Author: AdrianeFranz | Filed under: Freizeit, Sonstiges„Süß oder scharf?“ – das ist die wichtigste Frage, wenn es um das Wiener Würstl geht, dem Wiener Würstchen, jener Traditionsspeise, die man von der Hand ist, weil sie so eben am besten schmeckt.
Doch bevor einem diese Frage an einem Würstchenstand gestellt wird, muss man sich als Wurstesser erst einmal selbst fragen: An welchen Würstchenstand gehe ich denn eigentlich? Es gibt davon ja nicht gerade wenige in Wien.
Wie so oft gehen die Meinungen hier natürlich auseinander. Jeder Wiener, so meint man manchmal, hat seinen eigenen Lieblingswurststand. Die einen schwören auf Würstelstand am Hohen Markt, wo man auch noch bis spät in die Nacht seine Wurst bekommt. Andere lieben den Würstel-„Kiosk“, der in der trendigen Schleifmühlgasse das Alte mit den Neuen verbindet.
Mit diesen Ständen hat man dann auch schon die beiden erwähnt, die bei vielen Wienern – und auch bei immer mehr Teilnehmern an Städtereisen Wien – als die beiden Frontrunner gelten. Und beide sind bedingungslos empfehlenswert.
Der Würstelstand am Hohen Markt hat in den letzten Jahren echten Kultstatus erlangt. Man muss sich diesen Imbiss, der auf einer Verkehrsinsel mitten in der Wiener Innenstadt liegt, in etwa so vorstellen wie einen Nachtimbiss in New York City, in dem nach Mitternacht Polizisten neben Obdachlosen sitzen, oder die berühmten Bagel Shops in Londons Brick Lane.
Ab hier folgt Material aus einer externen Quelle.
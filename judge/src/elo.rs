use std::collections::BTreeMap;

use serde::{Deserialize, Serialize};

pub const INITIAL_RATING: f64 = 1500.0;
pub const K_FACTOR: f64 = 32.0;

/// The result of one game between two named players.
#[derive(Clone, Debug, PartialEq, Eq, Serialize, Deserialize)]
pub struct Outcome {
    pub player_a: String,
    pub player_b: String,
    /// `None` for a draw.
    pub winner: Option<String>,
}

fn expected_score(rating: f64, opponent_rating: f64) -> f64 {
    1.0 / (1.0 + 10f64.powf((opponent_rating - rating) / 400.0))
}

/// Replays the outcomes in order, updating both players' ratings after every
/// game. Players start at `initial`. A win scores 1, a draw 0.5.
pub fn compute_elo(outcomes: &[Outcome], initial: f64, k: f64) -> BTreeMap<String, f64> {
    let mut ratings = BTreeMap::new();
    for outcome in outcomes {
        let ra = *ratings.entry(outcome.player_a.clone()).or_insert(initial);
        let rb = *ratings.entry(outcome.player_b.clone()).or_insert(initial);
        let ea = expected_score(ra, rb);
        let eb = 1.0 - ea;
        let (sa, sb) = match &outcome.winner {
            None => (0.5, 0.5),
            Some(winner) if *winner == outcome.player_a => (1.0, 0.0),
            Some(_) => (0.0, 1.0),
        };
        ratings.insert(outcome.player_a.clone(), ra + k * (sa - ea));
        ratings.insert(outcome.player_b.clone(), rb + k * (sb - eb));
    }
    ratings
}

/// Ratings sorted from best to worst.
pub fn standings(ratings: &BTreeMap<String, f64>) -> Vec<(&str, f64)> {
    let mut standings: Vec<(&str, f64)> = ratings
        .iter()
        .map(|(name, &rating)| (name.as_str(), rating))
        .collect();
    standings.sort_by(|a, b| b.1.total_cmp(&a.1));
    standings
}

#[cfg(test)]
mod tests {
    use quickcheck::quickcheck;

    use super::*;

    fn outcome(a: &str, b: &str, winner: Option<&str>) -> Outcome {
        Outcome {
            player_a: String::from(a),
            player_b: String::from(b),
            winner: winner.map(String::from),
        }
    }

    fn close(a: f64, b: f64) -> bool {
        (a - b).abs() < 1e-9
    }

    #[test]
    fn first_game() {
        let ratings = compute_elo(&[outcome("x", "y", Some("x"))], INITIAL_RATING, K_FACTOR);
        assert!(close(ratings["x"], 1516.0));
        assert!(close(ratings["y"], 1484.0));
    }

    #[test]
    fn draw_between_equals_changes_nothing() {
        let ratings = compute_elo(&[outcome("x", "y", None)], INITIAL_RATING, K_FACTOR);
        assert!(close(ratings["x"], 1500.0));
        assert!(close(ratings["y"], 1500.0));
    }

    #[test]
    fn upset_gains_more() {
        let outcomes = [
            outcome("x", "y", Some("x")),
            outcome("x", "y", Some("y")),
        ];
        let ratings = compute_elo(&outcomes, INITIAL_RATING, K_FACTOR);
        // y was rated 1484 against 1516 when it won
        let gain = 32.0 * (1.0 - expected_score(1484.0, 1516.0));
        assert!(gain > 16.0);
        assert!(close(ratings["y"], 1484.0 + gain));
        assert_eq!(standings(&ratings)[0].0, "y");
    }

    #[test]
    fn no_games() {
        assert!(compute_elo(&[], INITIAL_RATING, K_FACTOR).is_empty());
    }

    quickcheck! {
        fn ratings_are_zero_sum(games: Vec<(bool, Option<bool>)>) -> bool {
            let outcomes: Vec<Outcome> = games
                .iter()
                .map(|&(swap, result)| {
                    let (a, b) = if swap { ("p", "q") } else { ("q", "p") };
                    outcome(a, b, result.map(|a_wins| if a_wins { a } else { b }))
                })
                .collect();
            let ratings = compute_elo(&outcomes, INITIAL_RATING, K_FACTOR);
            let total: f64 = ratings.values().sum();
            (total - INITIAL_RATING * ratings.len() as f64).abs() < 1e-6
        }
    }
}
Nur nachts ist dieser Würstlstand auch wirklich ein Würstlstand, wenn – Wurst mit Senf in der Hand – die gesellschaftlichen Barrieren fallen.
Der Würstel-„Kiosk“ ist dabei, das gute alte Würstl fit fürs 21. Jahrhundert zu machen. Hier gibt es neben dem Klassiker auch Wurstspezialitäten aus aller Welt. Selbst vegetarische Gäste eines Tirol Hotel kommen auf ihre Kosten. Das Kiosk im Namen stimmt übrigens nicht ganz: Es handelt sich nicht um einen Kiosk, sondern um ein Ecklokal.
Für Neulinge: Die Würstelstände der Stadt Wien bieten neben Frankfurtern (Wiener Würstchen), oft auch Käsekrainern, Bratwürsten und Hot Dogs.
Und was hat es nun mit der Frage „süß oder sauer“ auf sich? Das ist natürlich die Frage nach dem Senf, den man auf seinem Würstl wünscht. Ohne den ist das Wiener Würstl nämlich kein Wiener Würstl. Punkt.